Danke aufjedenfall schonmal für die Antwort, welche ja im Bezug auf meine Favoritenliste recht deutlich ausfällt. Wenn ich das richtig verstanden habe ist von meinen drei genannten das Lenovo als Neugerät am annehmbarsten, aber trotzdem nicht das Wahre. Natürlich würde ich auch ein Gebrauchtgerät in meine Wahl einbeziehen, insofern ist ein Neukauf nicht umbedingt Pflicht. Von den beiden genannten würde ich wenn eher zum Surface Pro 2 tendieren, welches so wie ich gesehen habe, auch gut über die Bucht beziehbar ist. Auf den ersten Blick wären mir da vor allem die zwei Angebote ins Auge gesprungen, da beide auch das nötige Zubehör hätten:

Microsoft Surface Pro 2, 256GB, 8GB Ram, Windows 10 x64, Schwarz, OVP  | eBay
Microsoft Surface Pro 2 128GB 885370658736 | eBay

Von der Laufzeit sollten sowohl Surface Pro 2 und auch das Lenovo (falls Neugerät) für den Tag ausreichen. Das Surface hat natürlich einen deutlichen Performancevorteil und auch das größere Display + höhere Auflösung sprechen natürlich für das Pro 2. Ob ich für die doch recht einfachen Anforderungen die Performance jedoch auch brauche müsste man gucken, schaden kann es aber auch nicht.


----------



## Stryke7 (19. Oktober 2017)

*AW: Tablet/Convertible für Uni*

Studierst du schon?
Die allermeisten Studenten stellen bald nach dem Kauf fest, dass solche Geräte vollkommen unnütz sind. 

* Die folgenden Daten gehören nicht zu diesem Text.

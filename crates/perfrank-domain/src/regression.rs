//! The pluggable regression tests.
//!
//! Each variant builds its scoring matrix once in `new` and is immutable
//! afterwards, so a single instance can grade many sample pairs from many
//! threads.

use crate::grade::{
    Axis, Observation, combined_score, letter_rank, percentile_regression_test, raw_matrix_score,
    score_from_matrix,
};
use perfrank_distance::{ks_2samp, ks_critical_value, percentile_divergence, wasserstein_distance};
use perfrank_error::{PerfrankError, Result};
use perfrank_matrix::{resolve_matrix, validate_ladder, validate_rank_table};
use perfrank_stats::{build_ecdf, mean, normalize_pair, percentile_curve, round_to};
use perfrank_types::{
    ConfigFile, DistanceReport, DistanceTestConfig, DivergenceTestConfig, PercentileTestConfig,
    RegressionVerdict, ScoringMatrix, TailTrim, TestKind,
};
use tracing::debug;

pub trait RegressionTest: Send + Sync {
    fn kind(&self) -> TestKind;

    /// Grades `benchmark` against `baseline`.
    fn evaluate(&self, baseline: &[f64], benchmark: &[f64]) -> Result<RegressionVerdict>;
}

/// KS and Wasserstein distance between two samples, rounded to 3 decimals.
pub fn distance_report(baseline: &[f64], benchmark: &[f64]) -> Result<DistanceReport> {
    let ks = ks_2samp(baseline, benchmark)?;
    let ws = wasserstein_distance(baseline, benchmark)?;
    Ok(DistanceReport {
        ks_distance: round_to(ks.statistic, 3),
        ks_pvalue: ks.pvalue,
        ks_critical_value: ks_critical_value(baseline.len(), benchmark.len()),
        wasserstein_distance: round_to(ws, 3),
        baseline_size: baseline.len(),
        benchmark_size: benchmark.len(),
    })
}

fn require_samples(min_samples: usize, baseline: &[f64], benchmark: &[f64]) -> Result<()> {
    let smallest = baseline.len().min(benchmark.len());
    if smallest < min_samples {
        return Err(PerfrankError::InsufficientData {
            required: min_samples,
            actual: smallest,
        });
    }
    Ok(())
}

fn validate_trim(trim: &TailTrim) -> Result<()> {
    let in_unit = |v: Option<f64>| v.is_none_or(|v| (0.0..=1.0).contains(&v));
    if !in_unit(trim.lower) || !in_unit(trim.upper) {
        return Err(PerfrankError::configuration(format!(
            "tail trim bounds must be within [0, 1], got {trim:?}"
        )));
    }
    if let (Some(lower), Some(upper)) = (trim.lower, trim.upper)
        && lower >= upper
    {
        return Err(PerfrankError::configuration(format!(
            "tail trim lower {lower} must be below upper {upper}"
        )));
    }
    Ok(())
}

/// KS + Wasserstein distance between max-normalized, tail-trimmed ECDFs.
#[derive(Debug, Clone)]
pub struct StatisticalDistanceTest {
    config: DistanceTestConfig,
    matrix: ScoringMatrix,
}

impl StatisticalDistanceTest {
    pub fn new(config: DistanceTestConfig) -> Result<Self> {
        validate_trim(&config.trim)?;
        validate_rank_table(&config.rank_table)?;
        let matrix = resolve_matrix(&config.matrix)?;
        if !matrix.is_dual() {
            return Err(PerfrankError::configuration(
                "distance scoring needs a dual (ks, wasserstein) matrix",
            ));
        }
        Ok(Self { config, matrix })
    }

    pub fn matrix(&self) -> &ScoringMatrix {
        &self.matrix
    }
}

impl RegressionTest for StatisticalDistanceTest {
    fn kind(&self) -> TestKind {
        TestKind::Distance
    }

    fn evaluate(&self, baseline: &[f64], benchmark: &[f64]) -> Result<RegressionVerdict> {
        let (a, b) = normalize_pair(baseline, benchmark, self.config.normalization)?;
        let ecdf_a = build_ecdf(&a, self.config.trim)?.values();
        let ecdf_b = build_ecdf(&b, self.config.trim)?.values();

        let distances = distance_report(&ecdf_a, &ecdf_b)?;
        let ks = distances.ks_distance;
        let ws = distances.wasserstein_distance;

        let ks_raw = raw_matrix_score(ks, &self.matrix, Axis::A)?;
        let ws_raw = raw_matrix_score(ws, &self.matrix, Axis::B)?;
        let score = combined_score(ks_raw, ws_raw);

        let observation = if self.config.rank_table.is_dual() {
            Observation::Dual(ks, ws)
        } else {
            Observation::Single(ks)
        };
        let rank = letter_rank(&self.config.rank_table, observation)?;

        debug!(ks, ws, ks_raw, ws_raw, score, %rank, "distance test graded");

        Ok(RegressionVerdict {
            test: TestKind::Distance,
            distances,
            divergence: None,
            percentiles: None,
            score,
            rank: Some(rank),
            passed: None,
        })
    }
}

/// Band-wise KL divergence of percentile curves, aggregated into a c-value.
#[derive(Debug, Clone)]
pub struct DivergenceTest {
    config: DivergenceTestConfig,
    matrix: ScoringMatrix,
    min_samples: usize,
}

impl DivergenceTest {
    pub fn new(config: DivergenceTestConfig) -> Result<Self> {
        config.range.validate()?;
        validate_rank_table(&config.rank_table)?;
        if config.rank_table.is_dual() {
            return Err(PerfrankError::configuration(
                "divergence ranks a single c-value; the rank table must be single-axis",
            ));
        }
        let matrix = resolve_matrix(&config.matrix)?;
        let min_samples = config.min_samples.unwrap_or_else(|| config.range.len());
        Ok(Self {
            config,
            matrix,
            min_samples,
        })
    }

    pub fn min_samples(&self) -> usize {
        self.min_samples
    }

    pub fn matrix(&self) -> &ScoringMatrix {
        &self.matrix
    }
}

impl RegressionTest for DivergenceTest {
    fn kind(&self) -> TestKind {
        TestKind::Divergence
    }

    fn evaluate(&self, baseline: &[f64], benchmark: &[f64]) -> Result<RegressionVerdict> {
        require_samples(self.min_samples, baseline, benchmark)?;

        let range = &self.config.range;
        let curve_a = percentile_curve(baseline, range)?;
        let curve_b = percentile_curve(benchmark, range)?;
        let divergence =
            percentile_divergence(&curve_a, &curve_b, range, self.config.normalization)?;

        let c_value = divergence.c_value;
        let score = score_from_matrix(c_value, &self.matrix, Axis::A)?;
        let rank = letter_rank(&self.config.rank_table, Observation::Single(c_value))?;

        debug!(c_value, score, %rank, sentinel_bands = divergence.sentinel_bands, "divergence test graded");

        Ok(RegressionVerdict {
            test: TestKind::Divergence,
            distances: distance_report(baseline, benchmark)?,
            divergence: Some(divergence),
            percentiles: None,
            score,
            rank: Some(rank),
            passed: None,
        })
    }
}

/// Boolean test over per-percentile relative change.
#[derive(Debug, Clone)]
pub struct PercentileTest {
    config: PercentileTestConfig,
    min_samples: usize,
}

impl PercentileTest {
    pub fn new(config: PercentileTestConfig) -> Result<Self> {
        config.range.validate()?;
        validate_ladder(&config.ladder)?;
        if !config.pass_threshold.is_finite() {
            return Err(PerfrankError::configuration(format!(
                "pass threshold must be finite, got {}",
                config.pass_threshold
            )));
        }
        let min_samples = config.min_samples.unwrap_or_else(|| config.range.len());
        Ok(Self {
            config,
            min_samples,
        })
    }

    pub fn min_samples(&self) -> usize {
        self.min_samples
    }
}

impl RegressionTest for PercentileTest {
    fn kind(&self) -> TestKind {
        TestKind::Percentile
    }

    fn evaluate(&self, baseline: &[f64], benchmark: &[f64]) -> Result<RegressionVerdict> {
        require_samples(self.min_samples, baseline, benchmark)?;

        let range = &self.config.range;
        let curve_a = percentile_curve(baseline, range)?;
        let curve_b = percentile_curve(benchmark, range)?;

        let (report, passed) = percentile_regression_test(
            &curve_a,
            &curve_b,
            &range.points(),
            &self.config.ladder,
            self.config.pass_threshold,
        )?;

        let avg = mean(&report.scores)?.clamp(0.0, 1.0);
        let score = match round_to(avg * 100.0, 2) {
            s if s == 0.0 => 1.0,
            s => s,
        };

        debug!(
            probability_value = report.probability_value,
            passed, score, "percentile test graded"
        );

        Ok(RegressionVerdict {
            test: TestKind::Percentile,
            distances: distance_report(baseline, benchmark)?,
            divergence: None,
            percentiles: Some(report),
            score,
            rank: None,
            passed: Some(passed),
        })
    }
}

/// Constructs the configured variant of `kind`.
pub fn build_regression_test(
    kind: TestKind,
    config: &ConfigFile,
) -> Result<Box<dyn RegressionTest>> {
    Ok(match kind {
        TestKind::Distance => Box::new(StatisticalDistanceTest::new(config.distance.clone())?),
        TestKind::Divergence => Box::new(DivergenceTest::new(config.divergence.clone())?),
        TestKind::Percentile => Box::new(PercentileTest::new(config.percentile.clone())?),
    })
}
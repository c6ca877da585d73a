#![no_main]

use libfuzzer_sys::fuzz_target;

fuzz_target!(|data: &[u8]| {
    // Parsing also builds every configured test, so this covers matrix resolution.
    if let Ok(s) = std::str::from_utf8(data) {
        let _ = perfrank_app::parse_config(s);
    }
});
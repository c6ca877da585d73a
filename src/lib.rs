//! Perfrank workspace-level test utilities.
//!
//! This crate exists solely to support workspace-level integration tests,
//! particularly the BDD/cucumber tests in `tests/cucumber.rs`.
//!
//! The actual perfrank functionality is in the workspace member crates:
//! - `perfrank-types`: Verdict, table and config contracts with JSON schemas
//! - `perfrank-stats`: ECDF, percentile and normalization transforms
//! - `perfrank-distance`: KS, Wasserstein and KL divergence metrics
//! - `perfrank-matrix`: Scoring matrix and rank table construction
//! - `perfrank-domain`: Grading and the regression tests
//! - `perfrank-fake`: Seeded synthetic sample scenarios
//! - `perfrank-app`: Application use cases and renderers
//! - `perfrank-cli`: CLI interface
//! - `perfrank`: Facade re-exporting the library crates
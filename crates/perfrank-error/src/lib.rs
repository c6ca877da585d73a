//! Unified error types for perfrank.
//!
//! Every library crate in the workspace returns [`PerfrankError`]. The app and
//! CLI layers wrap it in `anyhow` with context.
//!
//! Statistical edge cases inside a single band (for example a KL divergence
//! with a zero denominator) never surface here; they are absorbed into a
//! sentinel value by the metric that hit them.

use thiserror::Error;

pub type Result<T, E = PerfrankError> = std::result::Result<T, E>;

#[derive(Debug, Error)]
pub enum PerfrankError {
    /// Empty, non-finite or otherwise unusable sample.
    #[error("invalid sample: {0}")]
    InvalidSample(String),

    /// Fewer observations than a computation needs.
    #[error("insufficient data: need at least {required} values, got {actual}")]
    InsufficientData { required: usize, actual: usize },

    /// Boundary, rank or scoring table that cannot be used.
    #[error("configuration error: {0}")]
    Configuration(String),
}

impl PerfrankError {
    pub fn invalid_sample(msg: impl Into<String>) -> Self {
        Self::InvalidSample(msg.into())
    }

    pub fn configuration(msg: impl Into<String>) -> Self {
        Self::Configuration(msg.into())
    }
}
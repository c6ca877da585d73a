//! perfrank: letter-rank performance regressions.
//!
//! This crate re-exports the workspace building blocks under one roof.
//! Most callers only need [`prelude`]:
//!
//! ```
//! use perfrank::prelude::*;
//!
//! let baseline: Vec<f64> = (1..=100).map(f64::from).collect();
//! let test = build_regression_test(TestKind::Distance, &ConfigFile::default()).unwrap();
//! let verdict = test.evaluate(&baseline, &baseline).unwrap();
//! assert_eq!(verdict.rank, Some(LetterRank::S));
//! ```

pub use perfrank_app as app;
pub use perfrank_distance as distance;
pub use perfrank_domain as domain;
pub use perfrank_error as error;
pub use perfrank_matrix as matrix;
pub use perfrank_stats as stats;
pub use perfrank_types as types;

pub use perfrank_error::{PerfrankError, Result};

pub mod prelude {
    pub use perfrank_app::{EvaluateRequest, EvaluateUseCase, render_markdown};
    pub use perfrank_domain::{
        DivergenceTest, PercentileTest, RegressionTest, StatisticalDistanceTest,
        build_regression_test, gate_verdict,
    };
    pub use perfrank_error::{PerfrankError, Result};
    pub use perfrank_types::{
        ConfigFile, GatePolicy, LetterRank, RegressionVerdict, TestKind, VerdictReceipt,
        VerdictStatus,
    };
}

Die MS Surface Pro sind vermutlich die einzigen Tablets die tatsächlich einen produktiven Nutzen haben. Hier ist aber die Frage, wofür du es wirklich brauchst.


----------



## fotoman (19. Oktober 2017)

*AW: Tablet/Convertible für Uni*



Stryke7 schrieb:


> Die MS Surface Pro sind vermutlich die einzigen Tablets die tatsächlich einen produktiven Nutzen haben.


Was ist schon ein produktiver Nutzen? Man kann natürlich auch auf Papier mitschreiben. Zum dauerhaften Lesen von A4-PDFs ist mir das 10,6" Display des SPro2 zu klein. Dagegen habe ich auch mein 8" Asus Vivotab Note 8 schon öfters "produktiv" genutzt. allerdings nicht zum Mitschreiben, sondern z.B. um im Fotourlaub meine Bilder zu sichern. Da wird ein schweres SPro 2 sehr schnell unproduktiv.

Zu Hause ist derzeit das regelmäßig genutzte Gerät ein Chuwi Hi12  (12" Win 10). Erst ab der Grüße macht mir das Lesen von PDFs Spaß.

Persönlich würde ich mir in der 10"-Klasse eher ein Dell 7140 + Stift und Tastatur kaufen wie ein Surface Pro 2. Lieber etwas weniger CPU-Leistung, dafür aber endlich Ruhe und wechselbare Komponenten. Und falls man das "richtige" Keyboard irgendwo bekommt, hat man sogar einen echten Konvertible, der auch auf ungünstigem Untergrund nutzbar ist.


----------